(TASK STATEMENT): Show all lines of the listing that hold the word "attribute".

(RECORDS PROVIDED):
+ + + + + + +
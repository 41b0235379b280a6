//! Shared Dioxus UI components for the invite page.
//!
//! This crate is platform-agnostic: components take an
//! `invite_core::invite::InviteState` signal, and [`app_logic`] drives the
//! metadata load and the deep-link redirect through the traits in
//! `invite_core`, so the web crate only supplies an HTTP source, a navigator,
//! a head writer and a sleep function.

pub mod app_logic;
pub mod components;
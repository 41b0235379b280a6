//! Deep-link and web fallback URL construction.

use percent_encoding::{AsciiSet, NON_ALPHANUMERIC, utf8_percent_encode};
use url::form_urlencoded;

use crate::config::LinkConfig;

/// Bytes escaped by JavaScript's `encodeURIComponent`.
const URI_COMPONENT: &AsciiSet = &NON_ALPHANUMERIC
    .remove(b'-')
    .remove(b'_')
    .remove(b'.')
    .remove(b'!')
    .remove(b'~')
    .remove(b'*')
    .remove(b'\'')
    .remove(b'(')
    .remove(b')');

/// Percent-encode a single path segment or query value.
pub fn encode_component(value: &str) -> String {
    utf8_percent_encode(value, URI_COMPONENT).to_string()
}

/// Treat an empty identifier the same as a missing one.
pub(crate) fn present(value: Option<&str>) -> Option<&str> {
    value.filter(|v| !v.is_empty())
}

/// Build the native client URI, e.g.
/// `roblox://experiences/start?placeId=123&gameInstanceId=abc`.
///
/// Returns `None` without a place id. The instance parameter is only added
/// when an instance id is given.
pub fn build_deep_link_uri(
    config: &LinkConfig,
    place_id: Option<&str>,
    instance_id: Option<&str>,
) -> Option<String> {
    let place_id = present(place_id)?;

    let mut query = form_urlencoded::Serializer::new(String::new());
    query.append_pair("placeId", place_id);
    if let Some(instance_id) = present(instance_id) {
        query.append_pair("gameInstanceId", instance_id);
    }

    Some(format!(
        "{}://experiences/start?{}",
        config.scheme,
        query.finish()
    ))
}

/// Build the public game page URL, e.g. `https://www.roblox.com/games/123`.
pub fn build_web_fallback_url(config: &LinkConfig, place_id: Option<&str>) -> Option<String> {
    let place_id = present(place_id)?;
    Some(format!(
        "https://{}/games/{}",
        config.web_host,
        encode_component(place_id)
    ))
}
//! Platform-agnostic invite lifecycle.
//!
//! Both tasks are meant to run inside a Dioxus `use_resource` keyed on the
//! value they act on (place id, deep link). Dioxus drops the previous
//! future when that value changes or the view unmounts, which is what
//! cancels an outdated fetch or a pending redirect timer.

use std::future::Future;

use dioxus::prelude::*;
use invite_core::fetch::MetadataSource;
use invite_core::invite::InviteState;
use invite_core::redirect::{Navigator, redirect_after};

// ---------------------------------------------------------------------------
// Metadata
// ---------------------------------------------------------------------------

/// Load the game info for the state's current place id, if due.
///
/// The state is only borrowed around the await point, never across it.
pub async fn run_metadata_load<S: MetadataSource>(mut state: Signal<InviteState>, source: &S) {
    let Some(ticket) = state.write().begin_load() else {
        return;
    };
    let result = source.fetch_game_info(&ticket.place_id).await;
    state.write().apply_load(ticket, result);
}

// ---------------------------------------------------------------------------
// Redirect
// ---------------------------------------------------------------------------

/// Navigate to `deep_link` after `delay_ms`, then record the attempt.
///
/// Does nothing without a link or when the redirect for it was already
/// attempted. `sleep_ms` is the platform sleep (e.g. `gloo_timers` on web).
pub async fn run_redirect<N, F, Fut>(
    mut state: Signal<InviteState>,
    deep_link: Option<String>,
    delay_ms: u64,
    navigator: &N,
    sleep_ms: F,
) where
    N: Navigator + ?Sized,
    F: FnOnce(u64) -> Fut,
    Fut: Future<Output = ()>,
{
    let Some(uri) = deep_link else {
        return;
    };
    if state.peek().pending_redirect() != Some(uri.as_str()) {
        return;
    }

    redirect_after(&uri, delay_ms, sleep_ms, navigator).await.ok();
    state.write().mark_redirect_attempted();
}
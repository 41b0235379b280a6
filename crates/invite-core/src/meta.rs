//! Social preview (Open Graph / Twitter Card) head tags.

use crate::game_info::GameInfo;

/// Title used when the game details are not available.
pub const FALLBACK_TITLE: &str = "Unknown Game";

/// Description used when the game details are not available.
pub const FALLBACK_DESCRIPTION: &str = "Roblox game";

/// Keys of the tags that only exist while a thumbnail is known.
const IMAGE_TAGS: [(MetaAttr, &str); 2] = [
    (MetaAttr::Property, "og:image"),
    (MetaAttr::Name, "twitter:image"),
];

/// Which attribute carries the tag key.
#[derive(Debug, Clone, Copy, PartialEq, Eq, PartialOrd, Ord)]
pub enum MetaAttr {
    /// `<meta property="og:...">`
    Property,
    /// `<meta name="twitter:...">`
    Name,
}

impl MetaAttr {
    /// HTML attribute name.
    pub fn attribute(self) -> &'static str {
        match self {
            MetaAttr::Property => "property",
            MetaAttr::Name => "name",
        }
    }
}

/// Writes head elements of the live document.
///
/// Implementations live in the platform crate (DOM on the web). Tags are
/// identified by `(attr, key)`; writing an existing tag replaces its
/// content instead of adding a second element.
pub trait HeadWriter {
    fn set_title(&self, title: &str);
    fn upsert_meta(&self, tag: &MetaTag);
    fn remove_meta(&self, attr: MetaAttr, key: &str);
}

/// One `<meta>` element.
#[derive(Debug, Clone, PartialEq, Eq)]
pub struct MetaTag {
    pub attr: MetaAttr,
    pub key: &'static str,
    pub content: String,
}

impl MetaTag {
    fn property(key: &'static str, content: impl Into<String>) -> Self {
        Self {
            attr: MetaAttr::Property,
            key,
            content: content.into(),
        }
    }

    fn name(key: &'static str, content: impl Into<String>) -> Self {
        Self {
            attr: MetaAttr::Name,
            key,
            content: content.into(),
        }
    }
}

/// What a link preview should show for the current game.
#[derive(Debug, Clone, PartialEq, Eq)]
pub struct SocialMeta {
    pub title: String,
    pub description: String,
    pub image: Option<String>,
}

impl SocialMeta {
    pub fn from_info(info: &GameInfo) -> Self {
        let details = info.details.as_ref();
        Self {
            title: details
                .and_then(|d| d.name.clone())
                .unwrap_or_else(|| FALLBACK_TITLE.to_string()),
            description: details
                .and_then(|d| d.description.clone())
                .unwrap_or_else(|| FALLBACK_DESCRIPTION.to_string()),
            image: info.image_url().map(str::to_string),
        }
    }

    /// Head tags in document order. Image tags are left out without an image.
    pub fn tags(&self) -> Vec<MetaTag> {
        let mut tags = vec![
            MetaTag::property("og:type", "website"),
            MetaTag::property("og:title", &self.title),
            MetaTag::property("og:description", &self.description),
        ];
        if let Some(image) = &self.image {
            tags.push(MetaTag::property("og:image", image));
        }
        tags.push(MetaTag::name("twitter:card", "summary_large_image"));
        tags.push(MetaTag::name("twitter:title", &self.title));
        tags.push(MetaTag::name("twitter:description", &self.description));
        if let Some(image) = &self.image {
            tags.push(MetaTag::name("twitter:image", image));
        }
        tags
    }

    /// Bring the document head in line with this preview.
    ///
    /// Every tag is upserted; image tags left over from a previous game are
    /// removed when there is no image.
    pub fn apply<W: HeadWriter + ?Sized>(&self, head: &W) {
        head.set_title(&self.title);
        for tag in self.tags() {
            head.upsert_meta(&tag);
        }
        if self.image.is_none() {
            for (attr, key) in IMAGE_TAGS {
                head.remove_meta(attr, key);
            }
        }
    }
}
+ + + + + + +
(ANSWER BOX):
/// Which attribute carries the tag key.
    /// HTML attribute name.
    pub fn attribute(self) -> &'static str {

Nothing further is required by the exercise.